WORK INSTRUCTION:
Go through the data below and return each line where the string "message" appears.

Saved data entries:
◆ ◆ ◆ ◆ ◆ ◆ ◆

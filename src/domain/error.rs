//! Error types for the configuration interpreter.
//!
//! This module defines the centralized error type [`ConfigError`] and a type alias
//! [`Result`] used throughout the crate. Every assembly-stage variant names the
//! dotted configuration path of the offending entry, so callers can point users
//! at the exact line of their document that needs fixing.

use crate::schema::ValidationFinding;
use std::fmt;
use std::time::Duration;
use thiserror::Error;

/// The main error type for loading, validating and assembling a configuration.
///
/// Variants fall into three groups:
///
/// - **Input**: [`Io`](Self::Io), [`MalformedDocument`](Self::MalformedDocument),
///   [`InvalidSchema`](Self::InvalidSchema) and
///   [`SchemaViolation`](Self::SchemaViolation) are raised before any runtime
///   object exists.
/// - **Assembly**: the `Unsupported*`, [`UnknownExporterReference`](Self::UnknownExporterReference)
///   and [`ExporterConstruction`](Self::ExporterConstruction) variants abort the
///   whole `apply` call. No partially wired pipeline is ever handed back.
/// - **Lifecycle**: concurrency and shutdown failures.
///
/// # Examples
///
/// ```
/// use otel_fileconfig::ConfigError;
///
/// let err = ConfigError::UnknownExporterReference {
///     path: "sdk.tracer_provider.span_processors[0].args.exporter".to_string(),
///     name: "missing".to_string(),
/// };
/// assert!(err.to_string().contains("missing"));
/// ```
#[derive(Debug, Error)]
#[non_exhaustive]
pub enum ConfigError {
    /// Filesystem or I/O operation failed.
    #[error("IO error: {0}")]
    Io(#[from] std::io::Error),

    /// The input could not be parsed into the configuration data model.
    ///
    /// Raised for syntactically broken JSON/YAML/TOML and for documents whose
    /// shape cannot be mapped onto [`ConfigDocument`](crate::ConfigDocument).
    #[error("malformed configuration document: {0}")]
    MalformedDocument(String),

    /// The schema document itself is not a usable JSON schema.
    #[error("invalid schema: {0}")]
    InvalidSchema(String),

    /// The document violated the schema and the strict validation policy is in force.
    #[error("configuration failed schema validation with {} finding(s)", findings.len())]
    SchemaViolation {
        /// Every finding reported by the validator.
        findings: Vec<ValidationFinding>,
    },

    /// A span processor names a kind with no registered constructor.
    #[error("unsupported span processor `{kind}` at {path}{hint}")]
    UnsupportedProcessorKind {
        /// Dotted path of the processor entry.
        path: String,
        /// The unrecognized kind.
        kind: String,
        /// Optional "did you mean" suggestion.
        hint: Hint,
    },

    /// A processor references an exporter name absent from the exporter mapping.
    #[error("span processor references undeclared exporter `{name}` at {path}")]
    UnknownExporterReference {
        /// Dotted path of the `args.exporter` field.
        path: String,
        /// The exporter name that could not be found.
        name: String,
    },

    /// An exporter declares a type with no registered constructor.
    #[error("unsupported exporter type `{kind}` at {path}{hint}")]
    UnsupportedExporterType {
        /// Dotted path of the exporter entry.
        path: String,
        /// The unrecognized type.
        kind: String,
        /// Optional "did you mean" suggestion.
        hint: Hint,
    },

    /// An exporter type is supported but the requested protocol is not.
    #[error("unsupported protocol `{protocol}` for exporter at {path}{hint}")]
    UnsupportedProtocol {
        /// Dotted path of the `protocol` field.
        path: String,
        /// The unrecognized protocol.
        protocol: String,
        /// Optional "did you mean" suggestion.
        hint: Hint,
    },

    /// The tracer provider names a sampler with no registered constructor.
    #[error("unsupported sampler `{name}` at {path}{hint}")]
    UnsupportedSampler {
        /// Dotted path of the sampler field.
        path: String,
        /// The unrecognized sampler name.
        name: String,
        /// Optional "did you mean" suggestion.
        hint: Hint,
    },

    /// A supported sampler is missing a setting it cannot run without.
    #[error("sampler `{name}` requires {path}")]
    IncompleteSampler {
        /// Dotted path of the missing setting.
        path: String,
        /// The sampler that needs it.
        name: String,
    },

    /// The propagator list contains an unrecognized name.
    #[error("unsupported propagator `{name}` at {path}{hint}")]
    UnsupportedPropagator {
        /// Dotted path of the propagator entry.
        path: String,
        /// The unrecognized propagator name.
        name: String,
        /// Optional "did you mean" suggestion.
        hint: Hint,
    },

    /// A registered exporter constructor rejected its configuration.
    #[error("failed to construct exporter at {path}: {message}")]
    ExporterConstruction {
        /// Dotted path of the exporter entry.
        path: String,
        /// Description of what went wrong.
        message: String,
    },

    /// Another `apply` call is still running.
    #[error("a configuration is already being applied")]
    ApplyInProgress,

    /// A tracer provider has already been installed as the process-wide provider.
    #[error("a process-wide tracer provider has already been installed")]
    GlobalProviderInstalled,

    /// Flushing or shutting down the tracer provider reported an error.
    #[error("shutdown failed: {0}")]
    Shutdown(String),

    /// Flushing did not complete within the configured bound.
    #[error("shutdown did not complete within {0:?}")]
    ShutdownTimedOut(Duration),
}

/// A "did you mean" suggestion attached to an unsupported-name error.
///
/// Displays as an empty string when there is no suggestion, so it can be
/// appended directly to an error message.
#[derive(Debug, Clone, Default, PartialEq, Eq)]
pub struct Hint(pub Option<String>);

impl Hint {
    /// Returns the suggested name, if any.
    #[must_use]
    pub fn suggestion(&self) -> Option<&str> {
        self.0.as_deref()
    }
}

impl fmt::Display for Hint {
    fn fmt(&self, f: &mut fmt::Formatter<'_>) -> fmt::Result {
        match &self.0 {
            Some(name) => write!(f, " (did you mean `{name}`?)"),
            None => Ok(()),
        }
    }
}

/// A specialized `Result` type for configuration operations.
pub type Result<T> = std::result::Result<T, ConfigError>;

◆ ◆ ◆ ◆ ◆ ◆ ◆

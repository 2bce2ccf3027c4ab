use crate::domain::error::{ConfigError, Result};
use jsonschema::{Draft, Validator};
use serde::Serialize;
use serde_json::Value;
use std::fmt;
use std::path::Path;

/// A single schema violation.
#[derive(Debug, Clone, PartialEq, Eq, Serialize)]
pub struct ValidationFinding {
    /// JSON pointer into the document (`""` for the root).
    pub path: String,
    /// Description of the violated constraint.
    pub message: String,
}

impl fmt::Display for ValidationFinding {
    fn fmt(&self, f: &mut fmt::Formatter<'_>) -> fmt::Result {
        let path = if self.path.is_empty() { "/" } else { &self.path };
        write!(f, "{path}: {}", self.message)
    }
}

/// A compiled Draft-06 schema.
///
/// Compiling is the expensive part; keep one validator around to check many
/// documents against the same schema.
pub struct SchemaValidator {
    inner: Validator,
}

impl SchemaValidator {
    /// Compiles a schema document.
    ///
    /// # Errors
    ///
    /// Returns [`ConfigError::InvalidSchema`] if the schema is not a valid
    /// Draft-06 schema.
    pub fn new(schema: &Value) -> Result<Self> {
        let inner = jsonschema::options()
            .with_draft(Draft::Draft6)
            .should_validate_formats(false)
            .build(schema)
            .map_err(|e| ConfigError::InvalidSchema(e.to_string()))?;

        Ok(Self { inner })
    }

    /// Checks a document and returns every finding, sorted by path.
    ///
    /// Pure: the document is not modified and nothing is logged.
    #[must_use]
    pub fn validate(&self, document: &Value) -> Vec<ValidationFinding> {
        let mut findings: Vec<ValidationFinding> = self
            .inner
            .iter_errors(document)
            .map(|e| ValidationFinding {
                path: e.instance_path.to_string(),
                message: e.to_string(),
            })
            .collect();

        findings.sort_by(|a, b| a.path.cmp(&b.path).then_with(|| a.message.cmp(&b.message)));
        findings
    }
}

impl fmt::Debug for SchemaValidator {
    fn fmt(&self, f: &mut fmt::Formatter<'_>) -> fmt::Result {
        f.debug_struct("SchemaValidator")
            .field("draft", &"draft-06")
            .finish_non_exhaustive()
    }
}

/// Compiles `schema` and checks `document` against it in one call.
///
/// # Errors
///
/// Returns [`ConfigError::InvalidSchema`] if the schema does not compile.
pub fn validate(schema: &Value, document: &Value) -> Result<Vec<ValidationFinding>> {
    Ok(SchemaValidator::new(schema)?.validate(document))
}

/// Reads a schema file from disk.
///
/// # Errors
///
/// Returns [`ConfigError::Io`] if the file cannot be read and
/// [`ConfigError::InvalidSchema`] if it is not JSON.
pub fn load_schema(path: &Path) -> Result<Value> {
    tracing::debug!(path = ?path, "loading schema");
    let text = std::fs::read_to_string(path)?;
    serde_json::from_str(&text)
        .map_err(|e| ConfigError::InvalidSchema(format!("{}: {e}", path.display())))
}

◆ ◆ ◆ ◆ ◆ ◆ ◆

COMPLETED EXERCISE:
    #[error("failed to construct exporter at {path}: {message}")]
        message: String,
/// appended directly to an error message.
    pub message: String,
        write!(f, "{path}: {}", self.message)
                message: e.to_string(),
        findings.sort_by(|a, b| a.path.cmp(&b.path).then_with(|| a.message.cmp(&b.message)));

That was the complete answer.